What this task involves - Write out the whole listing again so that each line matches the original.
===== Dataset entries =====
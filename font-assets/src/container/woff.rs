//! WOFF 1.0: <https://www.w3.org/TR/WOFF/>

use std::io::{Read, Write};

use flate2::{read::ZlibDecoder, write::ZlibEncoder, Compression};
use read_fonts::{types::Tag, FontData};

use super::{
    inflate_capacity, table_checksum, ContainerError, Sfnt, WriteBe, MAX_DECODED_SIZE,
};
use crate::{
    cancel::CancellationToken,
    format::{Container, WOFF_SIGNATURE},
};

const HEADER_LEN: usize = 44;
const ENTRY_LEN: usize = 20;

pub(super) fn decode(bytes: &[u8], cancel: &CancellationToken) -> Result<Sfnt, ContainerError> {
    let data = FontData::new(bytes);
    let flavor: u32 = data.read_at(4)?;
    let length: u32 = data.read_at(8)?;
    let num_tables: u16 = data.read_at(12)?;
    if length as usize > bytes.len() {
        return Err(ContainerError::malformed(
            Container::Woff,
            format!("header length {length} exceeds file size {}", bytes.len()),
        ));
    }

    let mut sfnt = Sfnt::new(flavor);
    let mut decoded_size = 0u64;
    for i in 0..num_tables as usize {
        cancel.check()?;
        let entry = HEADER_LEN + i * ENTRY_LEN;
        let tag: Tag = data.read_at(entry)?;
        let offset: u32 = data.read_at(entry + 4)?;
        let comp_length: u32 = data.read_at(entry + 8)?;
        let orig_length: u32 = data.read_at(entry + 12)?;
        decoded_size += orig_length as u64;
        if decoded_size > MAX_DECODED_SIZE {
            return Err(ContainerError::malformed(
                Container::Woff,
                format!("table directory claims more than {MAX_DECODED_SIZE} bytes"),
            ));
        }

        let start = offset as usize;
        let stored = start
            .checked_add(comp_length as usize)
            .and_then(|end| bytes.get(start..end))
            .ok_or_else(|| {
                ContainerError::malformed(Container::Woff, format!("table '{tag}' out of bounds"))
            })?;

        let table = match comp_length.cmp(&orig_length) {
            std::cmp::Ordering::Equal => stored.to_vec(),
            std::cmp::Ordering::Less => inflate(stored, orig_length as usize, tag)?,
            std::cmp::Ordering::Greater => {
                return Err(ContainerError::malformed(
                    Container::Woff,
                    format!("table '{tag}' compressed length exceeds original length"),
                ))
            }
        };
        log::trace!("woff table '{tag}': {comp_length} -> {orig_length} bytes");
        sfnt.insert(tag, table);
    }
    Ok(sfnt)
}

fn inflate(stored: &[u8], orig_length: usize, tag: Tag) -> Result<Vec<u8>, ContainerError> {
    let mut table = Vec::with_capacity(inflate_capacity(orig_length, stored.len()));
    ZlibDecoder::new(stored)
        .take(orig_length as u64 + 1)
        .read_to_end(&mut table)?;
    if table.len() != orig_length {
        return Err(ContainerError::malformed(
            Container::Woff,
            format!(
                "table '{tag}' inflated to {} bytes, expected {orig_length}",
                table.len()
            ),
        ));
    }
    Ok(table)
}

pub(super) fn encode(sfnt: &Sfnt, cancel: &CancellationToken) -> Result<Vec<u8>, ContainerError> {
    let num_tables = sfnt.num_tables();
    let data_start = HEADER_LEN + num_tables * ENTRY_LEN;
    let mut directory = Vec::with_capacity(num_tables * ENTRY_LEN);
    let mut body = Vec::new();

    for (tag, table) in sfnt.tables() {
        cancel.check()?;
        let compressed = deflate(table)?;
        // a table is only stored compressed when that actually saves space
        let stored = if compressed.len() < table.len() {
            compressed.as_slice()
        } else {
            table
        };
        directory.put_tag(tag);
        directory.put_u32((data_start + body.len()) as u32);
        directory.put_u32(stored.len() as u32);
        directory.put_u32(table.len() as u32);
        directory.put_u32(table_checksum(tag, table));
        body.extend_from_slice(stored);
        body.pad4();
    }

    let total_len = data_start + body.len();
    let mut out = Vec::with_capacity(total_len);
    out.put_u32(WOFF_SIGNATURE);
    out.put_u32(sfnt.flavor());
    out.put_u32(total_len as u32);
    out.put_u16(num_tables as u16);
    out.put_u16(0); // reserved
    out.put_u32(sfnt.sfnt_size() as u32);
    out.put_u16(1); // majorVersion
    out.put_u16(0); // minorVersion
    for _ in 0..5 {
        // metadata and private blocks: offset, length (, origLength)
        out.put_u32(0);
    }
    out.extend_from_slice(&directory);
    out.extend_from_slice(&body);
    Ok(out)
}

fn deflate(table: &[u8]) -> Result<Vec<u8>, ContainerError> {
    let mut encoder = ZlibEncoder::new(Vec::new(), Compression::best());
    encoder.write_all(table)?;
    Ok(encoder.finish()?)
}

#[cfg(test)]
mod tests {
    use font_test_data::FontSpec;

    use super::*;
    use crate::container::GLYF;

    fn sample() -> Sfnt {
        Sfnt::read(&FontSpec::default().build(), &CancellationToken::new()).unwrap()
    }

    #[test]
    fn header_fields() {
        let sfnt = sample();
        let woff = encode(&sfnt, &CancellationToken::new()).unwrap();
        let data = FontData::new(&woff);
        assert_eq!(data.read_at::<u32>(0).unwrap(), WOFF_SIGNATURE);
        assert_eq!(data.read_at::<u32>(8).unwrap() as usize, woff.len());
        assert_eq!(
            data.read_at::<u16>(12).unwrap() as usize,
            sfnt.num_tables()
        );
        assert_eq!(
            data.read_at::<u32>(16).unwrap() as usize,
            sfnt.sfnt_size()
        );
        assert_eq!(woff.len() % 4, 0);
    }

    #[test]
    fn decode_restores_every_table() {
        let sfnt = sample();
        let woff = encode(&sfnt, &CancellationToken::new()).unwrap();
        let decoded = decode(&woff, &CancellationToken::new()).unwrap();
        assert_eq!(decoded, sfnt);
    }

    #[test]
    fn compresses_repetitive_tables() {
        let mut sfnt = Sfnt::new(crate::format::TRUETYPE_SIGNATURE);
        sfnt.insert(GLYF, vec![0u8; 4096]);
        let woff = encode(&sfnt, &CancellationToken::new()).unwrap();
        let data = FontData::new(&woff);
        let comp_length: u32 = data.read_at(HEADER_LEN + 8).unwrap();
        let orig_length: u32 = data.read_at(HEADER_LEN + 12).unwrap();
        assert_eq!(orig_length, 4096);
        assert!(comp_length < orig_length);
    }

    #[test]
    fn truncated_table_is_malformed() {
        let woff = encode(&sample(), &CancellationToken::new()).unwrap();
        let truncated = &woff[..woff.len() - 64];
        let mut patched = truncated.to_vec();
        // keep the header length consistent so we fail on the table itself
        patched[8..12].copy_from_slice(&(truncated.len() as u32).to_be_bytes());
        assert!(matches!(
            decode(&patched, &CancellationToken::new()),
            Err(ContainerError::Malformed {
                container: Container::Woff,
                ..
            })
        ));
    }

    #[test]
    fn oversized_table_is_malformed() {
        let data_start = HEADER_LEN + ENTRY_LEN;
        let mut woff = Vec::new();
        woff.put_u32(WOFF_SIGNATURE);
        woff.put_u32(crate::format::TRUETYPE_SIGNATURE);
        woff.put_u32((data_start + 4) as u32);
        woff.put_u16(1);
        woff.resize(HEADER_LEN, 0);
        woff.put_tag(GLYF);
        woff.put_u32(data_start as u32);
        woff.put_u32(4); // compLength
        woff.put_u32(0xFFFF_FFF0); // origLength
        woff.put_u32(0);
        woff.extend_from_slice(&[0x78, 0x9c, 0x03, 0x00]);

        assert!(matches!(
            decode(&woff, &CancellationToken::new()),
            Err(ContainerError::Malformed {
                container: Container::Woff,
                ..
            })
        ));
    }
}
=====
Task solution -
filename font-assets/src/container/woff.rs
//! WOFF 1.0: <https://www.w3.org/TR/WOFF/>

use std::io::{Read, Write};

use flate2::{read::ZlibDecoder, write::ZlibEncoder, Compression};
use read_fonts::{types::Tag, FontData};

use super::{
    inflate_capacity, table_checksum, ContainerError, Sfnt, WriteBe, MAX_DECODED_SIZE,
};
use crate::{
    cancel::CancellationToken,
    format::{Container, WOFF_SIGNATURE},
};

const HEADER_LEN: usize = 44;
const ENTRY_LEN: usize = 20;

pub(super) fn decode(bytes: &[u8], cancel: &CancellationToken) -> Result<Sfnt, ContainerError> {
    let data = FontData::new(bytes);
    let flavor: u32 = data.read_at(4)?;
    let length: u32 = data.read_at(8)?;
    let num_tables: u16 = data.read_at(12)?;
    if length as usize > bytes.len() {
        return Err(ContainerError::malformed(
            Container::Woff,
            format!("header length {length} exceeds file size {}", bytes.len()),
        ));
    }

    let mut sfnt = Sfnt::new(flavor);
    let mut decoded_size = 0u64;
    for i in 0..num_tables as usize {
        cancel.check()?;
        let entry = HEADER_LEN + i * ENTRY_LEN;
        let tag: Tag = data.read_at(entry)?;
        let offset: u32 = data.read_at(entry + 4)?;
        let comp_length: u32 = data.read_at(entry + 8)?;
        let orig_length: u32 = data.read_at(entry + 12)?;
        decoded_size += orig_length as u64;
        if decoded_size > MAX_DECODED_SIZE {
            return Err(ContainerError::malformed(
                Container::Woff,
                format!("table directory claims more than {MAX_DECODED_SIZE} bytes"),
            ));
        }

        let start = offset as usize;
        let stored = start
            .checked_add(comp_length as usize)
            .and_then(|end| bytes.get(start..end))
            .ok_or_else(|| {
                ContainerError::malformed(Container::Woff, format!("table '{tag}' out of bounds"))
            })?;

        let table = match comp_length.cmp(&orig_length) {
            std::cmp::Ordering::Equal => stored.to_vec(),
            std::cmp::Ordering::Less => inflate(stored, orig_length as usize, tag)?,
            std::cmp::Ordering::Greater => {
                return Err(ContainerError::malformed(
                    Container::Woff,
                    format!("table '{tag}' compressed length exceeds original length"),
                ))
            }
        };
        log::trace!("woff table '{tag}': {comp_length} -> {orig_length} bytes");
        sfnt.insert(tag, table);
    }
    Ok(sfnt)
}

fn inflate(stored: &[u8], orig_length: usize, tag: Tag) -> Result<Vec<u8>, ContainerError> {
    let mut table = Vec::with_capacity(inflate_capacity(orig_length, stored.len()));
    ZlibDecoder::new(stored)
        .take(orig_length as u64 + 1)
        .read_to_end(&mut table)?;
    if table.len() != orig_length {
        return Err(ContainerError::malformed(
            Container::Woff,
            format!(
                "table '{tag}' inflated to {} bytes, expected {orig_length}",
                table.len()
            ),
        ));
    }
    Ok(table)
}

pub(super) fn encode(sfnt: &Sfnt, cancel: &CancellationToken) -> Result<Vec<u8>, ContainerError> {
    let num_tables = sfnt.num_tables();
    let data_start = HEADER_LEN + num_tables * ENTRY_LEN;
    let mut directory = Vec::with_capacity(num_tables * ENTRY_LEN);
    let mut body = Vec::new();

    for (tag, table) in sfnt.tables() {
        cancel.check()?;
        let compressed = deflate(table)?;
        // a table is only stored compressed when that actually saves space
        let stored = if compressed.len() < table.len() {
            compressed.as_slice()
        } else {
            table
        };
        directory.put_tag(tag);
        directory.put_u32((data_start + body.len()) as u32);
        directory.put_u32(stored.len() as u32);
        directory.put_u32(table.len() as u32);
        directory.put_u32(table_checksum(tag, table));
        body.extend_from_slice(stored);
        body.pad4();
    }

    let total_len = data_start + body.len();
    let mut out = Vec::with_capacity(total_len);
    out.put_u32(WOFF_SIGNATURE);
    out.put_u32(sfnt.flavor());
    out.put_u32(total_len as u32);
    out.put_u16(num_tables as u16);
    out.put_u16(0); // reserved
    out.put_u32(sfnt.sfnt_size() as u32);
    out.put_u16(1); // majorVersion
    out.put_u16(0); // minorVersion
    for _ in 0..5 {
        // metadata and private blocks: offset, length (, origLength)
        out.put_u32(0);
    }
    out.extend_from_slice(&directory);
    out.extend_from_slice(&body);
    Ok(out)
}

fn deflate(table: &[u8]) -> Result<Vec<u8>, ContainerError> {
    let mut encoder = ZlibEncoder::new(Vec::new(), Compression::best());
    encoder.write_all(table)?;
    Ok(encoder.finish()?)
}

#[cfg(test)]
mod tests {
    use font_test_data::FontSpec;

    use super::*;
    use crate::container::GLYF;

    fn sample() -> Sfnt {
        Sfnt::read(&FontSpec::default().build(), &CancellationToken::new()).unwrap()
    }

    #[test]
    fn header_fields() {
        let sfnt = sample();
        let woff = encode(&sfnt, &CancellationToken::new()).unwrap();
        let data = FontData::new(&woff);
        assert_eq!(data.read_at::<u32>(0).unwrap(), WOFF_SIGNATURE);
        assert_eq!(data.read_at::<u32>(8).unwrap() as usize, woff.len());
        assert_eq!(
            data.read_at::<u16>(12).unwrap() as usize,
            sfnt.num_tables()
        );
        assert_eq!(
            data.read_at::<u32>(16).unwrap() as usize,
            sfnt.sfnt_size()
        );
        assert_eq!(woff.len() % 4, 0);
    }

    #[test]
    fn decode_restores_every_table() {
        let sfnt = sample();
        let woff = encode(&sfnt, &CancellationToken::new()).unwrap();
        let decoded = decode(&woff, &CancellationToken::new()).unwrap();
        assert_eq!(decoded, sfnt);
    }

    #[test]
    fn compresses_repetitive_tables() {
        let mut sfnt = Sfnt::new(crate::format::TRUETYPE_SIGNATURE);
        sfnt.insert(GLYF, vec![0u8; 4096]);
        let woff = encode(&sfnt, &CancellationToken::new()).unwrap();
        let data = FontData::new(&woff);
        let comp_length: u32 = data.read_at(HEADER_LEN + 8).unwrap();
        let orig_length: u32 = data.read_at(HEADER_LEN + 12).unwrap();
        assert_eq!(orig_length, 4096);
        assert!(comp_length < orig_length);
    }

    #[test]
    fn truncated_table_is_malformed() {
        let woff = encode(&sample(), &CancellationToken::new()).unwrap();
        let truncated = &woff[..woff.len() - 64];
        let mut patched = truncated.to_vec();
        // keep the header length consistent so we fail on the table itself
        patched[8..12].copy_from_slice(&(truncated.len() as u32).to_be_bytes());
        assert!(matches!(
            decode(&patched, &CancellationToken::new()),
            Err(ContainerError::Malformed {
                container: Container::Woff,
                ..
            })
        ));
    }

    #[test]
    fn oversized_table_is_malformed() {
        let data_start = HEADER_LEN + ENTRY_LEN;
        let mut woff = Vec::new();
        woff.put_u32(WOFF_SIGNATURE);
        woff.put_u32(crate::format::TRUETYPE_SIGNATURE);
        woff.put_u32((data_start + 4) as u32);
        woff.put_u16(1);
        woff.resize(HEADER_LEN, 0);
        woff.put_tag(GLYF);
        woff.put_u32(data_start as u32);
        woff.put_u32(4); // compLength
        woff.put_u32(0xFFFF_FFF0); // origLength
        woff.put_u32(0);
        woff.extend_from_slice(&[0x78, 0x9c, 0x03, 0x00]);

        assert!(matches!(
            decode(&woff, &CancellationToken::new()),
            Err(ContainerError::Malformed {
                container: Container::Woff,
                ..
            })
        ));
    }
}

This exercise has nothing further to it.